Employers in Michigan are prohibited from discriminating against employees on the basis of gender under the Civil Rights Act of 1963 and the Equal Pay Act. Consequently employers cannot use sex or gender as a basis for determinations regarding wages, hiring procedures, or promotion policies. They also must ensure that working environments are not hostile or biased towards a particular gender, and that it is not of an overtly sexual atmosphere.
What Must be Proven in a Discrimination Claim?
Under the Equal Pay Act, discrimination is proven when both men and women do the same type of work in the same job and yet are given different wages. Also, a claim may prevail if an employer in Ionia hires only one gender, promotes workers because of their gender, or retaliates against those seeking relief for this misconduct.
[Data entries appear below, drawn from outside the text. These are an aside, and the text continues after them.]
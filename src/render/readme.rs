// src/render/readme.rs
// =============================================================================
// Writes the rendered listing into README.md.
//
// The listing region starts at `站点列表(` and runs up to the next
// blank-line-plus-`## ` heading. Everything outside that region is left
// alone. The file is only written when its content actually changes, so
// re-running with an unchanged store is a no-op on disk.
// =============================================================================

use anyhow::{Context, Result};
use regex::{NoExpand, Regex};
use std::fs;
use std::path::Path;
use tracing::{debug, info, warn};

use super::{RenderedList, SITE_LIST_MARKER};

/// Replaces the site-list region of `path` with `rendered`.
///
/// Returns whether the file was written.
pub fn update_readme(path: &Path, rendered: &RenderedList) -> Result<bool> {
    let content = fs::read_to_string(path)
        .with_context(|| format!("failed to read {}", path.display()))?;

    let Some(updated) = replace_site_list(&content, rendered) else {
        warn!(path = %path.display(), "no `{}(` region found, README left untouched", SITE_LIST_MARKER);
        return Ok(false);
    };

    if updated == content {
        debug!(path = %path.display(), "README unchanged");
        return Ok(false);
    }

    fs::write(path, updated).with_context(|| format!("failed to write {}", path.display()))?;
    info!(path = %path.display(), total = rendered.total, "README updated");
    Ok(true)
}

/// The document with every site-list region replaced, or None when the
/// document has no such region.
pub fn replace_site_list(content: &str, rendered: &RenderedList) -> Option<String> {
    let pattern = Regex::new(&format!(r"{}\([\s\S]+?\n\n## ", regex::escape(SITE_LIST_MARKER)))
        .expect("site list pattern is a valid regex");

    if !pattern.is_match(content) {
        return None;
    }

    let replacement = format!("{}\n\n## ", rendered.fragment());
    Some(pattern.replace_all(content, NoExpand(&replacement)).into_owned())
}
When is Sexual Harassment Prohibited?
Physical or verbal acts of a sexual nature that are unwelcome to the victim are considered to be sexual harassment. An employer in Ionia could also potentially be held liable for inappropriate behavior that was conducted by an employee's co-worker.
Michigan employers can also be held liable for sexual harassment if it allows conduct that leads to an overly sexual work environment. The specific details for proving intent to discrimination can be complicated, and so gender discrimination might be difficult to prove without an attorney. The procedures for filing can also be complex.